Richmond Park, 2,500 acres of it, lies on the edge of London, but once you are there you might be 100 miles away. There are several car parks, which always seem to be fairly full, but after two minutes' walking you can find yourself alone with the trees, and can walk for an hour without seeing a single soul - just deer, squirrels, rabbits, jays, and of course, the famous green parakeets, who flash noisily through the ancient trees. The park is full of ancient trees, great woods of oak and sweet chestnut. To walk through these woods with the sunlight dappling through the leaves and the deer moving quietly around you, is utterly refreshing and calming . There are wide open spaces, where skylarks nest, or which are covered with seas of bracken.
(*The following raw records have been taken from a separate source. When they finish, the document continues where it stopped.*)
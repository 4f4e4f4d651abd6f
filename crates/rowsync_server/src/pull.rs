//! Pull: compute the patch that takes a client group's cache from its last
//! CVR to what the caller can see now.

use crate::auth::AuthContext;
use crate::config::ServerConfig;
use crate::cvr::{build_base_cvr, build_next_cvr, diff, CvrDiff, CLIENTS_VIEW};
use crate::error::SyncResult;
use crate::handler::HandlerContext;
use crate::registry::{clients_view, resolve_client_group, save_client_group};
use crate::resolver::Resolver;
use crate::txn::{transact, TxWork};
use async_trait::async_trait;
use rowsync_protocol::{
    ErrorResponse, PatchOperation, PullOk, PullRequest, PullResponse, VersionType, PULL_VERSION,
};
use rowsync_store::{now_millis, ClientViewRecord, CvrRecord, StoreError, StoreTx};
use std::collections::BTreeMap;
use tracing::{debug, info, info_span, Instrument};
use uuid::Uuid;

pub(crate) async fn handle_pull(
    ctx: &HandlerContext,
    auth: &AuthContext,
    request: PullRequest,
) -> SyncResult<PullResponse> {
    auth.validate()?;
    if request.pull_version != PULL_VERSION {
        debug!(version = request.pull_version, "unsupported pull version");
        return Ok(PullResponse::Error(ErrorResponse::VersionNotSupported {
            version_type: VersionType::Pull,
        }));
    }
    let client_group_id = request.validate()?;
    let cookie = request.cookie.map(|c| c.order);

    let span = info_span!("pull", client_group = %client_group_id, ?cookie);
    let mut work = PullWork {
        config: &ctx.config,
        resolver: &ctx.resolver,
        auth,
        client_group_id,
        cookie,
    };
    let ok = transact(ctx.store.as_ref(), &ctx.config.retry, &mut work)
        .instrument(span)
        .await?;

    debug!(
        client_group = %client_group_id,
        cookie = ok.cookie,
        ops = ok.patch.len(),
        "pull complete"
    );
    Ok(PullResponse::Ok(ok))
}

struct PullWork<'a> {
    config: &'a ServerConfig,
    resolver: &'a Resolver,
    auth: &'a AuthContext,
    client_group_id: Uuid,
    cookie: Option<u64>,
}

#[async_trait]
impl TxWork for PullWork<'_> {
    type Output = PullOk;

    async fn run(&mut self, tx: &mut dyn StoreTx) -> SyncResult<PullOk> {
        let tenant = self.auth.tenant_id.as_str();

        let prev = match self.cookie {
            Some(order) => {
                let prev = tx.cvr(tenant, self.client_group_id, order).await?;
                if prev.is_none() {
                    info!(cookie = order, "no CVR for cookie, resetting client");
                }
                prev
            }
            None => None,
        };

        let mut group = resolve_client_group(tx, self.auth, self.client_group_id)
            .await?
            .into_inner();

        let mut visible = Vec::with_capacity(self.resolver.syncable_tables().len() + 1);
        for table in self.resolver.syncable_tables() {
            let rows = self
                .resolver
                .visible_row_metadata(tx, table, self.auth)
                .await?;
            visible.push((table.clone(), rows));
        }
        let clients = clients_view(tx, self.auth, self.client_group_id).await?;
        visible.push((CLIENTS_VIEW.to_string(), clients));

        let base = build_base_cvr(prev.as_ref());
        let next = build_next_cvr(visible);
        let changes = diff(&base, &next);

        if let Some(prev) = &prev {
            if changes.is_empty() {
                // Polling keeps the group, and so its cookie, alive.
                save_client_group(tx, group).await?;
                return Ok(PullOk::unchanged(prev.version));
            }
        }

        let patch = self.build_patch(tx, prev.is_none(), &changes).await?;
        let last_mutation_id_changes = mutation_id_changes(&changes, &next);

        let next_version = self.cookie.unwrap_or(0).max(group.cvr_version) + 1;
        group.cvr_version = next_version;
        save_client_group(tx, group).await?;

        tx.put_cvr(&ClientViewRecord {
            client_group_id: self.client_group_id,
            tenant_id: tenant.to_string(),
            version: next_version,
            record: next,
            created_ms: now_millis(),
        })
        .await?;

        let keep = self.config.cvr_retention_versions.max(1);
        let cutoff = (next_version + 1).saturating_sub(keep);
        if cutoff > 0 {
            let deleted = tx
                .delete_cvrs_before(tenant, self.client_group_id, cutoff)
                .await?;
            if deleted > 0 {
                debug!(deleted, cutoff, "expired old CVRs");
            }
        }

        Ok(PullOk {
            patch,
            cookie: next_version,
            last_mutation_id_changes,
        })
    }
}

impl PullWork<'_> {
    /// Orders the patch as clear, then puts, then dels.
    async fn build_patch(
        &self,
        tx: &mut dyn StoreTx,
        reset: bool,
        changes: &CvrDiff,
    ) -> SyncResult<Vec<PatchOperation>> {
        let tenant = self.auth.tenant_id.as_str();
        let chunk_size = self.config.fetch_chunk_size.max(1);
        let mut patch = Vec::new();
        if reset {
            patch.push(PatchOperation::Clear);
        }

        for (table, table_diff) in changes.iter() {
            if table == CLIENTS_VIEW {
                continue;
            }
            for ids in table_diff.puts.chunks(chunk_size) {
                let rows = tx.rows_by_ids(tenant, table, ids).await?;
                for row in rows {
                    let value = serde_json::to_value(&row).map_err(StoreError::from)?;
                    patch.push(PatchOperation::put(table, &row.id, value));
                }
            }
        }

        for (table, table_diff) in changes.iter() {
            if table == CLIENTS_VIEW {
                continue;
            }
            for id in &table_diff.dels {
                patch.push(PatchOperation::del(table, id));
            }
        }

        Ok(patch)
    }
}

fn mutation_id_changes(changes: &CvrDiff, next: &CvrRecord) -> BTreeMap<String, u64> {
    changes
        .table(CLIENTS_VIEW)
        .map(|clients| {
            clients
                .puts
                .iter()
                .filter_map(|id| {
                    next.version_of(CLIENTS_VIEW, id)
                        .map(|version| (id.clone(), version))
                })
                .collect()
        })
        .unwrap_or_default()
}

#[cfg(test)]
mod tests {
    use super::*;
    use crate::access::{AccessMatrix, Rule, TablePolicy, Visibility};
    use crate::auth::Role;
    use crate::error::SyncError;
    use crate::fanout::NoopPublisher;
    use crate::mutator::MutatorRegistry;
    use rowsync_store::{ClientRecord, MemoryStore, Store};
    use serde_json::{json, Map, Value};
    use std::sync::Arc;

    fn fields(value: Value) -> Map<String, Value> {
        match value {
            Value::Object(map) => map,
            _ => Map::new(),
        }
    }

    fn context(store: Arc<MemoryStore>, config: ServerConfig) -> HandlerContext {
        let matrix = AccessMatrix::builder()
            .table("rooms")
            .policy(Role::Administrator, "rooms", TablePolicy::unrestricted())
            .policy(
                Role::Customer,
                "rooms",
                TablePolicy::new(Visibility::live(Rule::actor("memberId"))),
            )
            .build()
            .unwrap();
        HandlerContext::new(
            config,
            store,
            matrix,
            MutatorRegistry::new(),
            Arc::new(NoopPublisher),
        )
    }

    async fn put_room(store: &MemoryStore, id: &str, member: &str) {
        let mut tx = store.begin().await.unwrap();
        tx.upsert_row("t1", "rooms", id, fields(json!({"memberId": member, "name": id})))
            .await
            .unwrap();
        tx.commit().await.unwrap();
    }

    fn customer() -> AuthContext {
        AuthContext::new("t1", "u1", Role::Customer)
    }

    async fn pull(ctx: &HandlerContext, group: Uuid, cookie: Option<u64>) -> PullOk {
        let response = handle_pull(ctx, &customer(), PullRequest::new(group, cookie))
            .await
            .unwrap();
        response.ok().cloned().unwrap()
    }

    #[tokio::test]
    async fn first_pull_resets_and_puts() {
        let store = Arc::new(MemoryStore::new());
        put_room(&store, "r1", "u1").await;
        put_room(&store, "r2", "someone-else").await;
        let ctx = context(store, ServerConfig::default());

        let ok = pull(&ctx, Uuid::new_v4(), None).await;
        assert!(ok.is_reset());
        assert_eq!(ok.cookie, 1);
        assert_eq!(ok.patch.len(), 2);
        match &ok.patch[1] {
            PatchOperation::Put { key, value } => {
                assert_eq!(key, "rooms/r1");
                assert_eq!(value["name"], json!("r1"));
            }
            other => panic!("expected put, got {other:?}"),
        }
    }

    #[tokio::test]
    async fn repeated_pull_is_a_no_op() {
        let store = Arc::new(MemoryStore::new());
        put_room(&store, "r1", "u1").await;
        let ctx = context(store, ServerConfig::default());
        let group = Uuid::new_v4();

        let first = pull(&ctx, group, None).await;
        let second = pull(&ctx, group, Some(first.cookie)).await;
        assert_eq!(second, PullOk::unchanged(first.cookie));
    }

    #[tokio::test]
    async fn changes_and_visibility_loss() {
        let store = Arc::new(MemoryStore::new());
        put_room(&store, "r1", "u1").await;
        put_room(&store, "r2", "u1").await;
        let ctx = context(store.clone(), ServerConfig::default());
        let group = Uuid::new_v4();

        let first = pull(&ctx, group, None).await;

        put_room(&store, "r1", "u1").await;
        put_room(&store, "r2", "u2").await;

        let second = pull(&ctx, group, Some(first.cookie)).await;
        assert!(second.cookie > first.cookie);
        assert_eq!(
            second.patch.iter().map(|op| op.to_string()).collect::<Vec<_>>(),
            vec!["put rooms/r1", "del rooms/r2"]
        );
    }

    #[tokio::test]
    async fn unknown_cookie_forces_reset() {
        let store = Arc::new(MemoryStore::new());
        put_room(&store, "r1", "u1").await;
        let ctx = context(store, ServerConfig::default());

        let ok = pull(&ctx, Uuid::new_v4(), Some(42)).await;
        assert!(ok.is_reset());
        assert_eq!(ok.cookie, 43);
    }

    #[tokio::test]
    async fn old_cvrs_are_expired() {
        let store = Arc::new(MemoryStore::new());
        let config = ServerConfig::default().with_cvr_retention_versions(2);
        let ctx = context(store.clone(), config);
        let group = Uuid::new_v4();

        let mut cookie = None;
        for i in 0..4 {
            put_room(&store, &format!("r{i}"), "u1").await;
            cookie = Some(pull(&ctx, group, cookie).await.cookie);
        }
        assert_eq!(cookie, Some(4));

        let mut tx = store.begin().await.unwrap();
        assert!(tx.cvr("t1", group, 2).await.unwrap().is_none());
        assert!(tx.cvr("t1", group, 3).await.unwrap().is_some());
        assert!(tx.cvr("t1", group, 4).await.unwrap().is_some());
    }

    #[tokio::test]
    async fn reports_mutation_id_changes() {
        let store = Arc::new(MemoryStore::new());
        let ctx = context(store.clone(), ServerConfig::default());
        let group = Uuid::new_v4();
        let client = Uuid::new_v4();

        let first = pull(&ctx, group, None).await;
        assert!(first.last_mutation_id_changes.is_empty());

        let mut tx = store.begin().await.unwrap();
        tx.put_client(&ClientRecord {
            id: client,
            tenant_id: "t1".into(),
            client_group_id: group,
            last_mutation_id: 3,
            last_modified_ms: now_millis(),
        })
        .await
        .unwrap();
        tx.commit().await.unwrap();

        let second = pull(&ctx, group, Some(first.cookie)).await;
        assert!(second.patch.is_empty());
        assert_eq!(second.cookie, first.cookie + 1);
        assert_eq!(second.last_mutation_id_changes[&client.to_string()], 3);
    }

    #[tokio::test]
    async fn rejections() {
        let store = Arc::new(MemoryStore::new());
        let ctx = context(store, ServerConfig::default());

        let mut request = PullRequest::new(Uuid::new_v4(), None);
        request.pull_version = 2;
        let response = handle_pull(&ctx, &customer(), request).await.unwrap();
        assert_eq!(
            response,
            PullResponse::Error(ErrorResponse::VersionNotSupported {
                version_type: VersionType::Pull
            })
        );

        let mut request = PullRequest::new(Uuid::new_v4(), None);
        request.client_group_id = "not-a-uuid".into();
        let err = handle_pull(&ctx, &customer(), request).await.unwrap_err();
        assert!(matches!(err, SyncError::BadRequest(_)));

        let group = Uuid::new_v4();
        pull(&ctx, group, None).await;
        let intruder = AuthContext::new("t1", "u2", Role::Customer);
        let err = handle_pull(&ctx, &intruder, PullRequest::new(group, None))
            .await
            .unwrap_err();
        assert!(matches!(err, SyncError::Unauthorized(_)));
    }
}
//! Test fixtures and server helpers.
//!
//! [`TestServer`] wires a [`SyncServer`] over a [`MemoryStore`] seeded with
//! the demo schema, a [`RecordingPublisher`], and shortcuts for pulling,
//! pushing and inspecting the store.

use crate::mutators::demo_mutators;
use crate::schema::{
    demo_matrix, BILLING_ACCOUNTS, BILLING_ACCOUNT_MANAGERS, COMMENTS, ORDERS, ROOMS,
};
use async_trait::async_trait;
use parking_lot::Mutex;
use rowsync_protocol::{Mutation, PullOk, PullRequest, PushRequest};
use rowsync_server::{
    router, AuthContext, Poke, PublishError, Publisher, PushOutcome, Role, ServerConfig,
    SyncResult, SyncServer,
};
use rowsync_store::{MemoryStore, Row, Store, StoreResult, StoreTx};
use serde_json::{json, Map, Value};
use std::sync::Arc;
use std::time::Duration;
use tokio::sync::Notify;
use uuid::Uuid;

/// Tenant the demo data is seeded into.
pub const TENANT: &str = "acme";
/// A second tenant holding rows no `TENANT` user may ever see.
pub const OTHER_TENANT: &str = "globex";

/// Administrator of `TENANT`.
pub const ADMIN: &str = "admin-1";
/// Operator of `TENANT`.
pub const OPERATOR: &str = "op-1";
/// Manager assigned to `ba-1`.
pub const MANAGER: &str = "m-1";
/// Manager assigned to `ba-2`.
pub const OTHER_MANAGER: &str = "m-2";
/// Customer owning `ba-1`.
pub const CUSTOMER: &str = "c-1";
/// Customer owning `ba-2`.
pub const OTHER_CUSTOMER: &str = "c-2";

/// A publisher that records every poke.
#[derive(Debug, Default)]
pub struct RecordingPublisher {
    pokes: Mutex<Vec<String>>,
    notify: Notify,
}

impl RecordingPublisher {
    /// Creates an empty publisher.
    pub fn new() -> Self {
        Self::default()
    }

    /// Channels poked so far, in publish order.
    pub fn channels(&self) -> Vec<String> {
        self.pokes.lock().clone()
    }

    /// Forgets recorded pokes.
    pub fn clear(&self) {
        self.pokes.lock().clear();
    }

    /// Waits until `channel` was poked, up to `timeout`.
    pub async fn wait_for(&self, channel: &str, timeout: Duration) -> bool {
        let deadline = tokio::time::Instant::now() + timeout;
        loop {
            let notified = self.notify.notified();
            if self.pokes.lock().iter().any(|c| c == channel) {
                return true;
            }
            if tokio::time::timeout_at(deadline, notified).await.is_err() {
                return false;
            }
        }
    }
}

#[async_trait]
impl Publisher for RecordingPublisher {
    async fn publish(&self, channel: &str, _poke: Poke) -> Result<(), PublishError> {
        self.pokes.lock().push(channel.to_string());
        self.notify.notify_waiters();
        Ok(())
    }
}

/// Converts a JSON object literal into row fields.
pub fn fields(value: Value) -> Map<String, Value> {
    match value {
        Value::Object(map) => map,
        other => panic!("expected a JSON object, got {other}"),
    }
}

/// A seeded sync server for tests.
pub struct TestServer {
    /// The server.
    pub server: Arc<SyncServer>,
    /// Its store.
    pub store: Arc<MemoryStore>,
    /// Its publisher.
    pub publisher: Arc<RecordingPublisher>,
}

impl TestServer {
    /// Creates a seeded server with fast retries.
    pub async fn new() -> Self {
        let retry = rowsync_server::RetryConfig::new(3)
            .with_initial_delay(Duration::from_millis(1))
            .with_jitter(false);
        Self::with_config(ServerConfig::default().with_retry(retry)).await
    }

    /// Creates a seeded server with the given configuration.
    pub async fn with_config(config: ServerConfig) -> Self {
        let store = Arc::new(MemoryStore::new());
        seed_demo_data(&store).await.expect("seed failed");

        let publisher = Arc::new(RecordingPublisher::new());
        let server = SyncServer::builder(store.clone())
            .config(config)
            .matrix(demo_matrix().expect("demo matrix is valid"))
            .mutators(demo_mutators())
            .publisher(publisher.clone())
            .build()
            .expect("Failed to build server");

        Self {
            server: Arc::new(server),
            store,
            publisher,
        }
    }

    /// An identity in the demo tenant.
    pub fn auth(&self, user: &str, role: Role) -> AuthContext {
        AuthContext::new(TENANT, user, role)
    }

    /// An HTTP router over this server.
    pub fn router(&self) -> axum::Router {
        router(Arc::clone(&self.server))
    }

    /// Pulls, panicking on errors and structured responses.
    pub async fn pull(&self, auth: &AuthContext, group: Uuid, cookie: Option<u64>) -> PullOk {
        let response = self
            .server
            .handle_pull(auth, PullRequest::new(group, cookie))
            .await
            .expect("pull failed");
        response.ok().cloned().expect("pull returned an error response")
    }

    /// Pushes a batch.
    pub async fn push(
        &self,
        auth: &AuthContext,
        group: Uuid,
        mutations: Vec<Mutation>,
    ) -> SyncResult<PushOutcome> {
        self.server
            .handle_push(auth, PushRequest::new(group, mutations))
            .await
    }

    /// Reads a row of the demo tenant, soft-deleted or not.
    pub async fn row(&self, table: &str, id: &str) -> Option<Row> {
        let mut tx = self.store.begin().await.expect("begin failed");
        tx.row(TENANT, table, id).await.expect("read failed")
    }

    /// Writes a row of the demo tenant directly, bypassing mutators.
    pub async fn upsert(&self, table: &str, id: &str, value: Value) -> Row {
        let mut tx = self.store.begin().await.expect("begin failed");
        let row = tx
            .upsert_row(TENANT, table, id, fields(value))
            .await
            .expect("upsert failed");
        tx.commit().await.expect("commit failed");
        row
    }

    /// Soft-deletes a row of the demo tenant directly.
    pub async fn soft_delete(&self, table: &str, id: &str) {
        let mut tx = self.store.begin().await.expect("begin failed");
        tx.soft_delete_row(TENANT, table, id)
            .await
            .expect("delete failed");
        tx.commit().await.expect("commit failed");
    }

    /// The stored last mutation id of a client.
    pub async fn last_mutation_id(&self, client: Uuid) -> Option<u64> {
        let mut tx = self.store.begin().await.expect("begin failed");
        tx.client(TENANT, client)
            .await
            .expect("read failed")
            .map(|c| c.last_mutation_id)
    }
}

/// Seeds the demo tenant and a second tenant.
pub async fn seed_demo_data(store: &MemoryStore) -> StoreResult<()> {
    let rows: Vec<(&str, &str, &str, Value)> = vec![
        (TENANT, BILLING_ACCOUNTS, "ba-1", json!({"name": "Acme East", "customerId": CUSTOMER})),
        (TENANT, BILLING_ACCOUNTS, "ba-2", json!({"name": "Acme West", "customerId": OTHER_CUSTOMER})),
        (TENANT, BILLING_ACCOUNT_MANAGERS, "bam-1", json!({"billingAccountId": "ba-1", "managerId": MANAGER})),
        (TENANT, BILLING_ACCOUNT_MANAGERS, "bam-2", json!({"billingAccountId": "ba-2", "managerId": OTHER_MANAGER})),
        (
            TENANT,
            ORDERS,
            "o-1",
            json!({"billingAccountId": "ba-1", "customerId": CUSTOMER, "description": "Widgets", "status": "open"}),
        ),
        (
            TENANT,
            ORDERS,
            "o-2",
            json!({"billingAccountId": "ba-2", "customerId": OTHER_CUSTOMER, "description": "Gadgets", "status": "open"}),
        ),
        (
            TENANT,
            COMMENTS,
            "k-1",
            json!({"orderId": "o-1", "customerId": CUSTOMER, "authorId": CUSTOMER, "body": "When?", "internal": false}),
        ),
        (
            TENANT,
            COMMENTS,
            "k-2",
            json!({"orderId": "o-1", "customerId": CUSTOMER, "authorId": MANAGER, "body": "Late payer", "internal": true}),
        ),
        (TENANT, ROOMS, "r-1", json!({"name": "Support", "customerId": CUSTOMER})),
        (
            OTHER_TENANT,
            ORDERS,
            "o-1",
            json!({"billingAccountId": "ba-1", "customerId": CUSTOMER, "description": "Not yours", "status": "open"}),
        ),
    ];

    let mut tx = store.begin().await?;
    for (tenant, table, id, value) in rows {
        tx.upsert_row(tenant, table, id, fields(value)).await?;
    }
    tx.commit().await
}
Sometimes you see antlers rising magnificently above the bracken, or turning a corner come face to face with a hind and her fawn. The deer are red, or fallow, and graze in large herds across the park. They have been there since 1515, and the park is known to have been a royal park in the 13th century. At the highest point is the famous view of St. Paul's, which you can see through a ride cut arrow-straight through a wood. At the very end, filling the gap completely, is the familiar dome, 12 miles away. Just now the bracken is beginning to turn and the green seas are patched with brown and gold. The deer will soon start their rut and primeval bellowings will sound from the depths of the woods. I like to think of the park at night, when everyone has gone home and the gates are shut, the foxes and the owls come out and the night is filled with strange rustlings.